In another lifetime, if they had been allowed to follow their natural development, the stem cells taken from embryonic frogs would have turned into skin and heart tissue within living, breathing animals.

Instead, in configurations designed by algorithms and constructed by humans, those cells have been assembled into something new: the first-ever robots constructed entirely out of living cells.

The creators have called them xenobots; tiny, submillimetre-sized blobs containing between 500 and 1,000 cells that have been able to scoot across a petri dish, self-organise, and even transport minute payloads. These xenobots are unlike any living organism or organ we've encountered or created to date.

The possibilities for custom living machines designed for a variety of purposes, from targeted drug delivery to environmental remediation, are pretty mind-blowing.

"These are novel living machines," said computer scientist and roboticist Joshua Bongard of the University of Vermont.

"They're neither a traditional robot nor a known species of animal. It's a new class of artifact: a living, programmable organism."

Designing the xenobots required the use of a supercomputer, and an algorithm that could virtually put together a few hundred frog heart and skin cells in different configurations (somewhat like LEGO bricks), and simulate the results.

The scientists would assign a desired outcome - such as locomotion - and the algorithm would create candidate designs aimed to produce that outcome. Thousands of configurations of cells were designed by the algorithm, with varying levels of success.

The least successful configurations of cells were tossed out, and the most successful were kept and refined, until they were about as good as they were going to get.

Then, the team selected the most promising designs to physically build out of cells harvested from embryonic African clawed frogs (Xenopus laevis). This was painstaking work, using microscopic forceps and an electrode.

When they were finally put together, the configurations were actually able to move around, as per the simulations. The skin cells act as a sort of scaffolding to hold everything together, while the contractions of the heart cell muscles are put to work to propel the xenobots.

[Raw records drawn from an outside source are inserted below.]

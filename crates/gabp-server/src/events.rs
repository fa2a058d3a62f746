//! Event channels: registry, subscriptions, sequencing and fan-out

use crate::connection::Connection;
use chrono::{DateTime, Utc};
use gabp_core::Message;
use serde_json::Value;
use std::collections::HashMap;
use std::sync::atomic::{AtomicU64, Ordering};
use std::sync::{Arc, Mutex};
use tokio::task::JoinSet;
use tracing::{debug, warn};

struct ChannelState {
    description: Option<String>,
    /// Post-increment sequence; the first emitted event carries 1
    seq: Arc<AtomicU64>,
    subscribers: HashMap<String, Arc<Connection>>,
}

/// Registry of event channels and their subscribers.
///
/// One mutex covers the channel table and every subscriber set; it is
/// held only for structural mutation and snapshotting, never across
/// I/O. Sequence counters are per-channel atomics.
#[derive(Default)]
pub struct EventManager {
    channels: Mutex<HashMap<String, ChannelState>>,
}

impl EventManager {
    pub fn new() -> Self {
        Self::default()
    }

    /// Register a channel. Re-registering overwrites the description
    /// but keeps the sequence counter and subscriber set.
    pub fn register(&self, name: &str, description: Option<&str>) {
        let mut channels = self.channels.lock().unwrap();
        match channels.get_mut(name) {
            Some(state) => {
                state.description = description.map(String::from);
            }
            None => {
                channels.insert(
                    name.to_string(),
                    ChannelState {
                        description: description.map(String::from),
                        seq: Arc::new(AtomicU64::new(0)),
                        subscribers: HashMap::new(),
                    },
                );
            }
        }
    }

    /// Remove a channel; returns whether it existed
    pub fn unregister(&self, name: &str) -> bool {
        self.channels.lock().unwrap().remove(name).is_some()
    }

    /// All channel names, sorted
    pub fn list(&self) -> Vec<String> {
        let channels = self.channels.lock().unwrap();
        let mut names: Vec<String> = channels.keys().cloned().collect();
        names.sort();
        names
    }

    pub fn has(&self, name: &str) -> bool {
        self.channels.lock().unwrap().contains_key(name)
    }

    pub fn subscriber_count(&self, name: &str) -> usize {
        self.channels
            .lock()
            .unwrap()
            .get(name)
            .map(|state| state.subscribers.len())
            .unwrap_or(0)
    }

    /// Description of a channel, if registered with one
    pub fn description(&self, name: &str) -> Option<String> {
        self.channels
            .lock()
            .unwrap()
            .get(name)
            .and_then(|state| state.description.clone())
    }

    /// Add a connection to every named channel that exists.
    ///
    /// Returns the subset of names that exist; unknown names are
    /// silently dropped from the result.
    pub fn subscribe(&self, conn: &Arc<Connection>, names: &[String]) -> Vec<String> {
        let mut channels = self.channels.lock().unwrap();
        let mut subscribed = Vec::new();
        for name in names {
            if let Some(state) = channels.get_mut(name) {
                state
                    .subscribers
                    .insert(conn.id().to_string(), conn.clone());
                subscribed.push(name.clone());
            }
        }
        subscribed
    }

    /// Remove a connection from the named channels.
    ///
    /// Returns the subset it was actually removed from.
    pub fn unsubscribe(&self, connection_id: &str, names: &[String]) -> Vec<String> {
        let mut channels = self.channels.lock().unwrap();
        let mut unsubscribed = Vec::new();
        for name in names {
            if let Some(state) = channels.get_mut(name) {
                if state.subscribers.remove(connection_id).is_some() {
                    unsubscribed.push(name.clone());
                }
            }
        }
        unsubscribed
    }

    /// Remove a connection from every channel
    pub fn remove_connection(&self, connection_id: &str) {
        let mut channels = self.channels.lock().unwrap();
        for state in channels.values_mut() {
            state.subscribers.remove(connection_id);
        }
    }

    /// Emit an event on a channel.
    ///
    /// A no-op for unknown channels. The subscriber set is snapshotted
    /// under the lock, then fan-out sends run concurrently; the call
    /// resolves once every send has completed. Dead subscribers are
    /// evicted from all channels. Returns the assigned sequence
    /// number, or `None` when the channel is not registered.
    pub async fn emit(
        &self,
        channel: &str,
        payload: Value,
        timestamp: Option<DateTime<Utc>>,
    ) -> Option<u64> {
        let (seq, subscribers) = {
            let channels = self.channels.lock().unwrap();
            let state = match channels.get(channel) {
                Some(state) => state,
                None => {
                    debug!("Emit on unregistered channel {} dropped", channel);
                    return None;
                }
            };
            let seq = state.seq.fetch_add(1, Ordering::SeqCst) + 1;
            let subscribers: Vec<Arc<Connection>> =
                state.subscribers.values().cloned().collect();
            (seq, subscribers)
        };

        let msg = Message::event(channel, seq, payload, timestamp);

        let mut sends = JoinSet::new();
        for conn in subscribers {
            let msg = msg.clone();
            sends.spawn(async move {
                if !conn.is_connected() {
                    return Some(conn);
                }
                match conn.send(&msg).await {
                    Ok(()) => None,
                    Err(e) => {
                        warn!("Event send to {} failed: {}", conn.id(), e);
                        Some(conn)
                    }
                }
            });
        }

        let mut dead = Vec::new();
        while let Some(joined) = sends.join_next().await {
            if let Ok(Some(conn)) = joined {
                dead.push(conn);
            }
        }
        for conn in dead {
            self.remove_connection(conn.id());
        }

        Some(seq)
    }
}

These machines moved about an aqueous environment for up to a week without the need for additional nutrients, powered by their own 'pre-loaded' energy stores in the form of lipids and proteins.

One design had a hole through the middle in an attempt to reduce drag. This hole could be exapted into a pouch for transporting objects, the team found; as they evolved the design, they incorporated the pouch and transported an object in a simulation.

transport xeno(Kriegman et al., PNAS, 2019)

The xenobots moved objects around in the real world, too. When their environment was scattered with particulates, the xenobots spontaneously worked together, moving in a circular motion to push the particulates into one spot.

It's fascinating work. According to the researchers, their efforts can provide invaluable insight into how cells communicate and work together.

"You look at the cells we've been building our xenobots with, and, genomically, they're frogs. It's 100 percent frog DNA - but these are not frogs. Then you ask, well, what else are these cells capable of building?" said biologist Michael Levin of Tufts University.

"As we've shown, these frog cells can be coaxed to make interesting living forms that are completely different from what their default anatomy would be."

Although the team calls them 'living', that may well depend on how you define living creatures. These xenobots are not able to evolve on their own, there are no reproductive organs, and they are unable to multiply.

When the cells run out of nutrients, the xenobots simply become a small clump of dead cells. (This also means they are biodegradable, which gives them another advantage over metal and plastic robots.)

Although the current state of the xenobots is relatively harmless, there is the potential for future work to incorporate nervous system cells, or develop them into bioweapons. As this field of research grows, regulation and ethics guidelines will need to be written, applied and adhered to.

But there is plenty of potential good, too.

"We can imagine many useful applications of these living robots that other machines can't do," Levin said, "like searching out nasty compounds or radioactive contamination, gathering microplastic in the oceans, travelling in arteries to scrape out plaque."

The research has been published in PNAS, and the team has made their source code freely available on Github.